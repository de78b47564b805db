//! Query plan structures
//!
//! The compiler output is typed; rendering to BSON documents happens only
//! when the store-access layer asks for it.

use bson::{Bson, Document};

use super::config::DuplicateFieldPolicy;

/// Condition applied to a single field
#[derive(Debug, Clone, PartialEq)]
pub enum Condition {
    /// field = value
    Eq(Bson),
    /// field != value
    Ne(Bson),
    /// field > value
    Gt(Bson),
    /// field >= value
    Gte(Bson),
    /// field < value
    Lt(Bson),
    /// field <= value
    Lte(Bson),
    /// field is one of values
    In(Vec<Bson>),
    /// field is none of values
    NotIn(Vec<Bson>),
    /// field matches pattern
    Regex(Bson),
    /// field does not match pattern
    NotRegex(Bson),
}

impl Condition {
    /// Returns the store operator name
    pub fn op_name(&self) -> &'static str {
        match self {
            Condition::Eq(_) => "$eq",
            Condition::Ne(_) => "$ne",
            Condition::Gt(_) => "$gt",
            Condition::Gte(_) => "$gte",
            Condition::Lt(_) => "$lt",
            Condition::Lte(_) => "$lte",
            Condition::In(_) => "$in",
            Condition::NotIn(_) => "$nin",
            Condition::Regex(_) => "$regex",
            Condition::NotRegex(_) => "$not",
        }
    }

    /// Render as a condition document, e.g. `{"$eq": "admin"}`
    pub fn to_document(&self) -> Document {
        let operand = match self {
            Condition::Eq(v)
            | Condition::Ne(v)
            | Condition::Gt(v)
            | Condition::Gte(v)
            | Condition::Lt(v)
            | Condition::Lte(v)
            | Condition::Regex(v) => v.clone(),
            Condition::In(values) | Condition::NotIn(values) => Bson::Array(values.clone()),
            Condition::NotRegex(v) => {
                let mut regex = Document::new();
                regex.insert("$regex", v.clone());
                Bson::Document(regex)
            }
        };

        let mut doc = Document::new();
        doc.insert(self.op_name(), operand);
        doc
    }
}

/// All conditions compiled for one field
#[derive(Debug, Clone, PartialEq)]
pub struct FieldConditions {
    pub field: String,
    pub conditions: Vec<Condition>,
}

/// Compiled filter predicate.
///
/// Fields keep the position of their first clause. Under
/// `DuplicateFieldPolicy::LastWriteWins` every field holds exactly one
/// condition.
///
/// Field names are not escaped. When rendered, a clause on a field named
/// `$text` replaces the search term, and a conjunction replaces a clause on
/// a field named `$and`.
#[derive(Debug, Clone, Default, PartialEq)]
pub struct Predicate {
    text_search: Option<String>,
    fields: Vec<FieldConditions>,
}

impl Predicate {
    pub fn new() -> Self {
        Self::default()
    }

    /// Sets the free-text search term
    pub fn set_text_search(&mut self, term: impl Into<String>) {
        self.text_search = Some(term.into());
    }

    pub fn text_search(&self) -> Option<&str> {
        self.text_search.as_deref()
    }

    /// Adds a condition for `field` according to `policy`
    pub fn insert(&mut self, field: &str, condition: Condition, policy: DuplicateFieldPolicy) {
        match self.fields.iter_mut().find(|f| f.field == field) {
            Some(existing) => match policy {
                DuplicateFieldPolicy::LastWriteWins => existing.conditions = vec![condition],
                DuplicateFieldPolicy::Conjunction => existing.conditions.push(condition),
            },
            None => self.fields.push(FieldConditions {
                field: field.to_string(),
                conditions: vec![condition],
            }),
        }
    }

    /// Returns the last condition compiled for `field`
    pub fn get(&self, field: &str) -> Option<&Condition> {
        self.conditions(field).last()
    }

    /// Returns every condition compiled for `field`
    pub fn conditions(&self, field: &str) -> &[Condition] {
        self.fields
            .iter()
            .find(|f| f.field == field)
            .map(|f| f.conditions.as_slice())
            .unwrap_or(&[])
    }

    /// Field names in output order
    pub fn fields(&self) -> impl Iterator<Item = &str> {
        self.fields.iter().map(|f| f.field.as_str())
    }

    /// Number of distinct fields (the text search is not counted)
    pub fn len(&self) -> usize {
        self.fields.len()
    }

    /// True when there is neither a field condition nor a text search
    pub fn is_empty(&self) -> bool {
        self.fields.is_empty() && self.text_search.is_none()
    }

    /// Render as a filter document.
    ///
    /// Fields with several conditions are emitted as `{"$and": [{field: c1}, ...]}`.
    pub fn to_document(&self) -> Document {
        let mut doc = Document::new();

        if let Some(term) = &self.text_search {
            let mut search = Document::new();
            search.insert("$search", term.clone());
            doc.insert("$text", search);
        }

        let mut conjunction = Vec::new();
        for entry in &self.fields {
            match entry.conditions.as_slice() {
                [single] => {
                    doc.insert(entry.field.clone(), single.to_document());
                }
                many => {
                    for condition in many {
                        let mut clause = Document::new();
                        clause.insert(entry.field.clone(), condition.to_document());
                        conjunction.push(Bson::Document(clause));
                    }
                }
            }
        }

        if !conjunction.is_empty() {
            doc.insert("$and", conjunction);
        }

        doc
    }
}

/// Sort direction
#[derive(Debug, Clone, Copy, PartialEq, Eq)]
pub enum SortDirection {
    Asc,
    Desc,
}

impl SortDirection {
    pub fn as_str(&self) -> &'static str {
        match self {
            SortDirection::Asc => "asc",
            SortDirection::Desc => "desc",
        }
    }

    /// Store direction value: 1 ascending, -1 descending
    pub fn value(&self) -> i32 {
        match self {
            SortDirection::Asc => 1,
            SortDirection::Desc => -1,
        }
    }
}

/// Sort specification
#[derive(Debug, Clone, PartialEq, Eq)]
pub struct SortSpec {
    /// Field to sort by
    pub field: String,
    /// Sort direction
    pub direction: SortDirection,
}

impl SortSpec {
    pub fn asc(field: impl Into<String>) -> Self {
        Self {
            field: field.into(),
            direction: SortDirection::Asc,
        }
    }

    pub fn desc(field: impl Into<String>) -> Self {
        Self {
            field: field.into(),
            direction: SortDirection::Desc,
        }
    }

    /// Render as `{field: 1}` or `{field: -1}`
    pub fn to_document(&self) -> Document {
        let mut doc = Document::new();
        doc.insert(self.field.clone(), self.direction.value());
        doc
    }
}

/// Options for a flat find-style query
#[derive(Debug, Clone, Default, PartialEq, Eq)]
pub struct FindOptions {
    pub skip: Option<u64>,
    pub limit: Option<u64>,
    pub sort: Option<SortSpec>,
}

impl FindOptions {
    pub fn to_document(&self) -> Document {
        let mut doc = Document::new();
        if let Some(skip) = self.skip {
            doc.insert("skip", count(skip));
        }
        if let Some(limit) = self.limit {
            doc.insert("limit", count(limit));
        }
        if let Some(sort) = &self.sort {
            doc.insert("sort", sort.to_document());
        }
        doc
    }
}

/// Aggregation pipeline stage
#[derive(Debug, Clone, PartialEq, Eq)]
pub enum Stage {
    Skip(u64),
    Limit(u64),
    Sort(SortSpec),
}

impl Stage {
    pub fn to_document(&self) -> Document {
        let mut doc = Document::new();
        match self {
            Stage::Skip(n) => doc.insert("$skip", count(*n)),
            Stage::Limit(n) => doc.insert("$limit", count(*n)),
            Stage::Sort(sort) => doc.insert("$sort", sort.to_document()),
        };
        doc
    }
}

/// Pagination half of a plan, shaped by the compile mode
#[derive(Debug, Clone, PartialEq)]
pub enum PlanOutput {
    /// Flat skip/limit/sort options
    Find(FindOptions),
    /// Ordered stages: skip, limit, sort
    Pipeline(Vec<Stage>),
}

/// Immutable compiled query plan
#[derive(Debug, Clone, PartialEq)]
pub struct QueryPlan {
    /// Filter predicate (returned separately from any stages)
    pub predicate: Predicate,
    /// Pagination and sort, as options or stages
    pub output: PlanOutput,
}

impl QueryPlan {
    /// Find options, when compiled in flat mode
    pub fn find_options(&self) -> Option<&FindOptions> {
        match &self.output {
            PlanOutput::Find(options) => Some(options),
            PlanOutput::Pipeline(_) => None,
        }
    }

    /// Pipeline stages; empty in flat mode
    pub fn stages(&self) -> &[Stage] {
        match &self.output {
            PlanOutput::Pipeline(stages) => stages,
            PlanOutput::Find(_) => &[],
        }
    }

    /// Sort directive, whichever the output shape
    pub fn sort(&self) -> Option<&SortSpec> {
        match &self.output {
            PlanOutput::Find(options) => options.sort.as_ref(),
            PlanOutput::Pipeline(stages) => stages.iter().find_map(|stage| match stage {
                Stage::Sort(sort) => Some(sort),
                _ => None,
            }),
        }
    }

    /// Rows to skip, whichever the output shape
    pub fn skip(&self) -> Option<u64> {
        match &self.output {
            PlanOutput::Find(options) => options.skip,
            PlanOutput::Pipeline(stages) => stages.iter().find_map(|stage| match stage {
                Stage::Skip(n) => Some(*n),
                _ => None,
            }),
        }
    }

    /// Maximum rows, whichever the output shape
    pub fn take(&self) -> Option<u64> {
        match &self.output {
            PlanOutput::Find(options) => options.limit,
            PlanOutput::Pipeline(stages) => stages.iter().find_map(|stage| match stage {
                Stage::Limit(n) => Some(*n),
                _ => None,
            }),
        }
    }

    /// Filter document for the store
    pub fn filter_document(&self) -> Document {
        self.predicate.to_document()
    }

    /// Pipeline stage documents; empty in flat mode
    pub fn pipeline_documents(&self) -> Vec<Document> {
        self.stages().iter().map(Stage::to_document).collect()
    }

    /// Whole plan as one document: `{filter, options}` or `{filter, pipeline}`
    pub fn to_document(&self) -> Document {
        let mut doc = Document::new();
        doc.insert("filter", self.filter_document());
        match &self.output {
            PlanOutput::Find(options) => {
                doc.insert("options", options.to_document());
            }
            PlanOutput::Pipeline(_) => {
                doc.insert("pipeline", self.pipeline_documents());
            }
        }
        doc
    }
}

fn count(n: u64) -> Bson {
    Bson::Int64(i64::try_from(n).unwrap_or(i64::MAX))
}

□ □ □ □ □

• **Prompt**
Lines with "names": copy every one of them from the listing above.

• **Response**
/// Field names are not escaped. When rendered, a clause on a field named
    /// Field names in output order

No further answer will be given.